▼

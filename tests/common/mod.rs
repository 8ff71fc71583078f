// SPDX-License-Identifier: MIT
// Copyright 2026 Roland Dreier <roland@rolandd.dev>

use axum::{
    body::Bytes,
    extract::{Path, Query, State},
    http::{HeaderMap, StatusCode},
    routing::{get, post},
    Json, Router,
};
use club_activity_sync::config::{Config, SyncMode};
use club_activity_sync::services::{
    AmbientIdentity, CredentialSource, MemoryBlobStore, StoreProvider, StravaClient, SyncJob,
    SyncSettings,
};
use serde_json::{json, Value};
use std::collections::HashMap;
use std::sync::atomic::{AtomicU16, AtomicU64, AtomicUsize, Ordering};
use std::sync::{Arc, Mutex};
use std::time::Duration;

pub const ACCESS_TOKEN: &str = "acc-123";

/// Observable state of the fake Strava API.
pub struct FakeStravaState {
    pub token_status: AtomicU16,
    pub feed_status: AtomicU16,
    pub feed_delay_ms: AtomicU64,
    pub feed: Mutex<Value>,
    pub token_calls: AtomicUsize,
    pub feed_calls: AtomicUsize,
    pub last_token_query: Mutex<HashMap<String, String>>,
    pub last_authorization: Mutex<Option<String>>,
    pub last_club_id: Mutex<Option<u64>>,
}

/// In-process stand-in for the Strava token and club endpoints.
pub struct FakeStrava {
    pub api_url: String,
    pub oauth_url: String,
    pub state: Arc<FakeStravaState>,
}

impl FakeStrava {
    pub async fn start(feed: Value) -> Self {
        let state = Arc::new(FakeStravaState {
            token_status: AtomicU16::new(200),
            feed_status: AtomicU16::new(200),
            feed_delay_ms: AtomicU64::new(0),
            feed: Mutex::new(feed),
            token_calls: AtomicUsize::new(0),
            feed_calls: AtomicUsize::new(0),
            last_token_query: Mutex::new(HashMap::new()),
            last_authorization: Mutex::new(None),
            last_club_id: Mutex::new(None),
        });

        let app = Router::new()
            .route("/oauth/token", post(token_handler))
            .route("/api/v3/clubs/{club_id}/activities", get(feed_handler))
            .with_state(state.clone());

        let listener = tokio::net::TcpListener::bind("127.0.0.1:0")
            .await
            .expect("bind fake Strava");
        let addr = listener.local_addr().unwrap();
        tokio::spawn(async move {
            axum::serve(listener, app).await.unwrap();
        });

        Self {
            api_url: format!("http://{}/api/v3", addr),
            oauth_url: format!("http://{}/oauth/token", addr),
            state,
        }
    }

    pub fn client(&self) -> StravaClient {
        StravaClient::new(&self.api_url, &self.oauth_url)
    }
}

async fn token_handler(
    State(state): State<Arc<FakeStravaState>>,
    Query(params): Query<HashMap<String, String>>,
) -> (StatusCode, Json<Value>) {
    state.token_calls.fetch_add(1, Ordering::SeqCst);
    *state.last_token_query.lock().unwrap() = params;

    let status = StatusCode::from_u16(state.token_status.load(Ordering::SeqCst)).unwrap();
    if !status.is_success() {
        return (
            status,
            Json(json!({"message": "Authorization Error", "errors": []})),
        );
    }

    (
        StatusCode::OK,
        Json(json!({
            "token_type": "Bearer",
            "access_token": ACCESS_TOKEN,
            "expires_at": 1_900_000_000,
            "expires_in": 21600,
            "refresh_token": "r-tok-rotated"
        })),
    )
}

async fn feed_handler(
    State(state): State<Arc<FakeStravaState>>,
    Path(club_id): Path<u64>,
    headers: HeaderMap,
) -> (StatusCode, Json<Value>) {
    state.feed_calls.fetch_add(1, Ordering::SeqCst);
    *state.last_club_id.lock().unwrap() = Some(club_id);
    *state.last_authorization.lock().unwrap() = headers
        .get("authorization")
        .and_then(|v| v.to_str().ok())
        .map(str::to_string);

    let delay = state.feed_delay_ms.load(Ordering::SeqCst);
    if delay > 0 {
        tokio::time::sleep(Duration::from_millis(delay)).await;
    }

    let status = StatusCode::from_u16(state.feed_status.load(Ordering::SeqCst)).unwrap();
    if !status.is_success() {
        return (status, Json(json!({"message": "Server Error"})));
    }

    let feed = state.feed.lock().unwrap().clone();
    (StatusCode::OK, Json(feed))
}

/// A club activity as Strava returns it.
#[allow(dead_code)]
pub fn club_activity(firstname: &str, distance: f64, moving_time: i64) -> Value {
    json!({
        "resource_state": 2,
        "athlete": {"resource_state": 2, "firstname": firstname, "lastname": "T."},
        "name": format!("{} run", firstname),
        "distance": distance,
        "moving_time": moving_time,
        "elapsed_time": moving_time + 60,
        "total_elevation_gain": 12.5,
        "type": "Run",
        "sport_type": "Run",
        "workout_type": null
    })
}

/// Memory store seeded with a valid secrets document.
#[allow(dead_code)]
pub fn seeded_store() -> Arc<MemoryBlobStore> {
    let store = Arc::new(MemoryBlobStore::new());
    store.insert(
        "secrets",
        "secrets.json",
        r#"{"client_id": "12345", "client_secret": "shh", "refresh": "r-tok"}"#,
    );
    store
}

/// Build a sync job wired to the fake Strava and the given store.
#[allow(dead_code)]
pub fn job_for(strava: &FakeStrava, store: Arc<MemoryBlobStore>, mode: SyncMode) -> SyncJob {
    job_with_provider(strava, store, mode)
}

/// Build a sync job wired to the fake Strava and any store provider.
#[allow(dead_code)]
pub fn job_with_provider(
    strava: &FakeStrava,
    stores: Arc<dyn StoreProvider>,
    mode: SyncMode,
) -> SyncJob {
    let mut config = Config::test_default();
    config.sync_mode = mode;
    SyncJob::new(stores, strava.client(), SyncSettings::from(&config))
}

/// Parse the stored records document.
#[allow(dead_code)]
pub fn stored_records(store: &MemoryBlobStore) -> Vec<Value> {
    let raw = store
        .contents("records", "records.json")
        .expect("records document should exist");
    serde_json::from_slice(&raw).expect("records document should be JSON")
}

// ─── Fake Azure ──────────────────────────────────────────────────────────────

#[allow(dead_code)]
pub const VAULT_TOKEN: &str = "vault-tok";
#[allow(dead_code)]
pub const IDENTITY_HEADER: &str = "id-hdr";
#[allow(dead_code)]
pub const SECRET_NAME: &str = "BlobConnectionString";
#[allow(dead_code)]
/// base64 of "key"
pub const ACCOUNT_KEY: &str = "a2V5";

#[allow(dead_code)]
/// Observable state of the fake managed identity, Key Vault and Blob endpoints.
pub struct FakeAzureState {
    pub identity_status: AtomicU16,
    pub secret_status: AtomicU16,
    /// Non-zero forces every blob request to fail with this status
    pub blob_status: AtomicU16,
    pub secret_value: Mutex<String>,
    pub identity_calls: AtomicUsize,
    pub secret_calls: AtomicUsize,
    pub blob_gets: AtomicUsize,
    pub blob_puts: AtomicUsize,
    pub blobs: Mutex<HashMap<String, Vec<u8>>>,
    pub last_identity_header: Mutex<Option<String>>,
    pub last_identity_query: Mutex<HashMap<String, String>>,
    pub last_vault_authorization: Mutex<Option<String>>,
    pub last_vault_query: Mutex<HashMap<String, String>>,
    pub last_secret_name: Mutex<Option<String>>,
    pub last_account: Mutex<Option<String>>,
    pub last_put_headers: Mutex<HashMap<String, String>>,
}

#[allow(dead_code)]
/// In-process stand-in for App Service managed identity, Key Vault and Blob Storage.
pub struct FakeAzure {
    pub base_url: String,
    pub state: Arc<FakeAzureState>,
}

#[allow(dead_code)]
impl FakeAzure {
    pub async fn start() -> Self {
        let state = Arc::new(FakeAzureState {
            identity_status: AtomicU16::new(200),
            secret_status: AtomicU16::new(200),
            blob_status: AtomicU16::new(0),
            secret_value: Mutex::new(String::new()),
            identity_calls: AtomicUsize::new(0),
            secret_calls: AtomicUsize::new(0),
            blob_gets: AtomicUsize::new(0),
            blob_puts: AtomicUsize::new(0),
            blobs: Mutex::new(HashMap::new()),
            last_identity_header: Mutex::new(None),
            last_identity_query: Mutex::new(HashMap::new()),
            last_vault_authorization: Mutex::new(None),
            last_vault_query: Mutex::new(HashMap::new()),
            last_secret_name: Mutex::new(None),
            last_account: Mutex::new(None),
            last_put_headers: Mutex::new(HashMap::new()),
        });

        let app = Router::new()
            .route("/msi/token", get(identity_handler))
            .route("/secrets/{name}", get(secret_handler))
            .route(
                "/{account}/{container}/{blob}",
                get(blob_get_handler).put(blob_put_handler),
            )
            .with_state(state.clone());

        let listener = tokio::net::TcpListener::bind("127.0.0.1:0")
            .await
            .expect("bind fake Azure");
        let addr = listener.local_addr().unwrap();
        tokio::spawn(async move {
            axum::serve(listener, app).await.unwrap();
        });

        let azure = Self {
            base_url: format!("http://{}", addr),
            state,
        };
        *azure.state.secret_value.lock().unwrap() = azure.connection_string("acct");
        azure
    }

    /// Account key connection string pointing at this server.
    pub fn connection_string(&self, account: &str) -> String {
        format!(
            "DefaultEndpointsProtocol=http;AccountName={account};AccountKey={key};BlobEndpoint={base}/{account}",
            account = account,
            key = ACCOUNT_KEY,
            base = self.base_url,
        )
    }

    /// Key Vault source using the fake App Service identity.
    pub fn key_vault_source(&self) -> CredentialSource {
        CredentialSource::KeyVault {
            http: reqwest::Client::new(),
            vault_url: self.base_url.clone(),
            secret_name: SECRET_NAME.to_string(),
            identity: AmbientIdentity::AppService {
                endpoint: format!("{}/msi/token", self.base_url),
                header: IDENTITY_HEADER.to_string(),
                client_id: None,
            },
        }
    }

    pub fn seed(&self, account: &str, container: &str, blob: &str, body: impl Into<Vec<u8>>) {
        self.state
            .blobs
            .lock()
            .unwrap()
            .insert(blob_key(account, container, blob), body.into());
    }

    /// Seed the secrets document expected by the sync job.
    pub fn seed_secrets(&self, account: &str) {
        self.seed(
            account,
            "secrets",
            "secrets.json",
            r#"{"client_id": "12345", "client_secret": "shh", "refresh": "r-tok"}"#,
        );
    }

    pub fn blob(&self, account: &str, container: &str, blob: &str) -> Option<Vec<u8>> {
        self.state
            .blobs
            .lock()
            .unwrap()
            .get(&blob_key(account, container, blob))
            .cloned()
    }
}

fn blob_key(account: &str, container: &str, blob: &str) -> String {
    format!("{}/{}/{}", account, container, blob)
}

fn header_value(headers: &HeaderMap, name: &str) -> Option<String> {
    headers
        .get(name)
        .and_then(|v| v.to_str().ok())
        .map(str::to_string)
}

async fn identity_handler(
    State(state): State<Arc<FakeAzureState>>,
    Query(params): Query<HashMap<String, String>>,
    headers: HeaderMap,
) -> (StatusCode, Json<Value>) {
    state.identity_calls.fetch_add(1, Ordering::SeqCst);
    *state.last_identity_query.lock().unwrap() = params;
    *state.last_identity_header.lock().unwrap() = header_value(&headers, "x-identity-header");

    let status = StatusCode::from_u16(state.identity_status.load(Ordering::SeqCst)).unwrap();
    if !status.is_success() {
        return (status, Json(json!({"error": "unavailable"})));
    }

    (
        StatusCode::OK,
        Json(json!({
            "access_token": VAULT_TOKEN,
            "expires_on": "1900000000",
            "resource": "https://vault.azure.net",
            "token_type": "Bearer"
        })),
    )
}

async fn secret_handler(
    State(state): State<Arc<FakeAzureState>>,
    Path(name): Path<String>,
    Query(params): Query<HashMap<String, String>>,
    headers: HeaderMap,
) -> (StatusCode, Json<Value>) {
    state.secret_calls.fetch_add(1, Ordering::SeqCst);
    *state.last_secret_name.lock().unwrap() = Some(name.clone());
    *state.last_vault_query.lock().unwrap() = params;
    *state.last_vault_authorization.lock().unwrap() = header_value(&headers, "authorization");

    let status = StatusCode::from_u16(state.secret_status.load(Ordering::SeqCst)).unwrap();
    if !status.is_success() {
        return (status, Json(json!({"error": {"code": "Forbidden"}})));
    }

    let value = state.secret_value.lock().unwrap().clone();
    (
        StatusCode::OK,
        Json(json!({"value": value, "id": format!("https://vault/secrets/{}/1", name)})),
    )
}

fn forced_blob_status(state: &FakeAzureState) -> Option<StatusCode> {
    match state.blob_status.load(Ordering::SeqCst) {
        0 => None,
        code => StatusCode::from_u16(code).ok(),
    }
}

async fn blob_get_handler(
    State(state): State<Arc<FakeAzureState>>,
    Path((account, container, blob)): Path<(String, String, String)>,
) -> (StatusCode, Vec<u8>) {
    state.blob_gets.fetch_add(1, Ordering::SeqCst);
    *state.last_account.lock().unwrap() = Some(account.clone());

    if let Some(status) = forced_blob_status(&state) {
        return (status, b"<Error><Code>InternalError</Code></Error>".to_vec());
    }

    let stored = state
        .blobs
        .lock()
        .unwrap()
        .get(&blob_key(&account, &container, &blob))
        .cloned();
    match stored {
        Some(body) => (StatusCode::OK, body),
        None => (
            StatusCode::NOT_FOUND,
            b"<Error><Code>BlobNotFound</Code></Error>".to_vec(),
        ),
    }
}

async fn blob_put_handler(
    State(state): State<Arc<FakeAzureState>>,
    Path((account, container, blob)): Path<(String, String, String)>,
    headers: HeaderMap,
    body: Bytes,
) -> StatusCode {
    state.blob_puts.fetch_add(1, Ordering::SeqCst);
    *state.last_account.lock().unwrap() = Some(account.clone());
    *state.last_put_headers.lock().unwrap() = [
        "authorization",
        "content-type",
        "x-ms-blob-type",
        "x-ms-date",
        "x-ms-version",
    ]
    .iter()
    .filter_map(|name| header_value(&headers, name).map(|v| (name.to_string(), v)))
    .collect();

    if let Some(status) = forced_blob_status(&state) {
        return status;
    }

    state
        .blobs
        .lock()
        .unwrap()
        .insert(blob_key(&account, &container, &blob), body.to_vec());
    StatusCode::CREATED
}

▲

▸ Directions:
From the material above, copy out every line bearing the string "CredentialSource".

▸ Exercise answer:
    AmbientIdentity, CredentialSource, MemoryBlobStore, StoreProvider, StravaClient, SyncJob,
    pub fn key_vault_source(&self) -> CredentialSource {
        CredentialSource::KeyVault {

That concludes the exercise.